Gurudas Kamat (5 October 1954 – 22 August 2018) was an Indian politician from the Indian National Congress (INC).

An advocate by profession, Kamat was a commerce graduate from R.A. Podar College, Mumbai and has a law degree from the Government Law College, Mumbai.

He was a Member of the Parliament for the Mumbai North West constituency of Maharashtra in 2009 and Mumbai North East constituency of Maharashtra in 1984, 1991, 1998 and 2004. He served as the Minister of State for Home Affairs with additional charge of Minister of Communications and Information Technology, Government of India during 2009 to 2011. In July 2011, he resigned as minister. In July 2013, Kamat was appointed General Secretary All India Congress Committee and given charge of Rajasthan, Gujarat, Dadra and Nagar Haveli, Daman and Diu and was also appointed a member of the Congress Working Committee, the highest decision making body of the Indian National Congress. In 2014, he lost the Lok Sabha Election. In 2017, Kamat resigned from all positions that he held at the Indian National Congress. Despite his insistence on resignation the Party continued to acknowledge him as the General Secretary of AICC.

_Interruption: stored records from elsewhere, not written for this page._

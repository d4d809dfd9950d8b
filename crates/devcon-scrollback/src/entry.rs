//! One logical output line and its wrapped rows.

use std::ops::Range;

use crate::measure::TextMeasure;
use crate::pool::Poolable;

/// Wrapping parameters shared by every entry of a buffer.
#[derive(Debug, Clone, Copy, PartialEq)]
pub struct LineLayout<'a> {
    /// Width available for one row. Non-positive disables wrapping.
    pub width: f32,
    /// Width of the prompt drawn in front of the first row of prefixed
    /// entries.
    pub prefix_width: f32,
    /// Logical line separator inside an entry's text.
    pub newline: &'a str,
}

/// A logical output line plus the rows it wraps into.
///
/// Rows are stored as byte ranges into the entry's own text so a pooled
/// entry keeps both allocations across reuse.
#[derive(Debug, Clone, Default, PartialEq)]
pub struct TextLayoutEntry {
    value: String,
    lines: Vec<Range<usize>>,
    prefixed: bool,
}

impl TextLayoutEntry {
    /// The entry text, with tabs already expanded.
    pub fn value(&self) -> &str {
        &self.value
    }

    /// Replace the text, expanding every tab to `tab_symbol`. Rows are
    /// invalidated until the next [`wrap`](Self::wrap).
    pub fn set_value(&mut self, text: &str, tab_symbol: &str) {
        self.value.clear();
        for (i, part) in text.split('\t').enumerate() {
            if i > 0 {
                self.value.push_str(tab_symbol);
            }
            self.value.push_str(part);
        }
        self.lines.clear();
    }

    /// Replace the text verbatim.
    pub fn set_raw(&mut self, text: &str) {
        self.value.clear();
        self.value.push_str(text);
        self.lines.clear();
    }

    /// Whether the first row shares the screen row with the prompt.
    pub fn is_prefixed(&self) -> bool {
        self.prefixed
    }

    pub fn set_prefixed(&mut self, prefixed: bool) {
        self.prefixed = prefixed;
    }

    /// Number of wrapped rows from the last [`wrap`](Self::wrap).
    pub fn line_count(&self) -> usize {
        self.lines.len()
    }

    /// Wrapped rows from the last [`wrap`](Self::wrap), top to bottom.
    pub fn lines(&self) -> impl DoubleEndedIterator<Item = &str> + ExactSizeIterator {
        self.lines.iter().map(|r| &self.value[r.clone()])
    }

    /// Recompute the wrapped rows and return how many there are (at
    /// least one).
    ///
    /// Text is split on `layout.newline` first; each logical line is then
    /// broken at the last character that fits. A row always takes at least
    /// one character, so glyphs wider than the viewport still make progress.
    pub fn wrap(&mut self, measure: &dyn TextMeasure, layout: &LineLayout<'_>) -> usize {
        self.lines.clear();
        let width = if layout.width > 0.0 {
            layout.width
        } else {
            f32::INFINITY
        };
        let mut offset = if self.prefixed {
            layout.prefix_width
        } else {
            0.0
        };

        let mut seg_start = 0;
        loop {
            let seg_end = if layout.newline.is_empty() {
                None
            } else {
                self.value[seg_start..]
                    .find(layout.newline)
                    .map(|i| seg_start + i)
            };
            let end = seg_end.unwrap_or(self.value.len());
            self.wrap_segment(seg_start..end, offset, width, measure);
            offset = 0.0;
            match seg_end {
                Some(i) => seg_start = i + layout.newline.len(),
                None => break,
            }
        }
        self.lines.len()
    }

    fn wrap_segment(
        &mut self,
        segment: Range<usize>,
        offset: f32,
        width: f32,
        measure: &dyn TextMeasure,
    ) {
        let mut line_start = segment.start;
        let mut used = offset;
        for (i, ch) in self.value[segment.clone()].char_indices() {
            let pos = segment.start + i;
            let w = measure.char_width(ch);
            if used + w > width && pos > line_start {
                self.lines.push(line_start..pos);
                line_start = pos;
                used = 0.0;
            }
            used += w;
        }
        self.lines.push(line_start..segment.end);
    }
}

impl Poolable for TextLayoutEntry {
    fn reset(&mut self) {
        self.value.clear();
        self.lines.clear();
        self.prefixed = false;
    }
}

Early life, education and political career 
Kamat started his political career as a student leader in 1972. In 1976, he was appointed the President of National Students' Union of India, Mumbai Unit. In 1980 he was appointed General Secretary of Maharshtra Pradesh Youth Congress; in 1984, he was appointed the President of the Maharashtra Pradesh Youth Congress; and in 1987, he was appointed the President of the Indian Youth Congress. Kamat was appointed the President of Mumbai Congress in 2003. He held the position till 2008.

In 1982, Kamat represented the Indian Youth Congress at International Convention in Bucharest, Romania. In 1986, Kamat represented International Youth Festival in Moscow and USSR. In 2003, he was a member of the four member delegation representing India at the United Nations in New York City along with Atal Bihari Vajpayee, Inder Kumar Gujral and Farooq Abdullah. Kamat represented the Prime Minister of India, Manmohan Singh, at the UN Convention at Addis Ababa, Ethiopia.

In 1976, Kamat was awarded the Principal Wellingkar Trophy for the Most Outstanding Student Award at the R.A. Podar College and in 1979 was named a Fellow of Government Law College in Mumbai.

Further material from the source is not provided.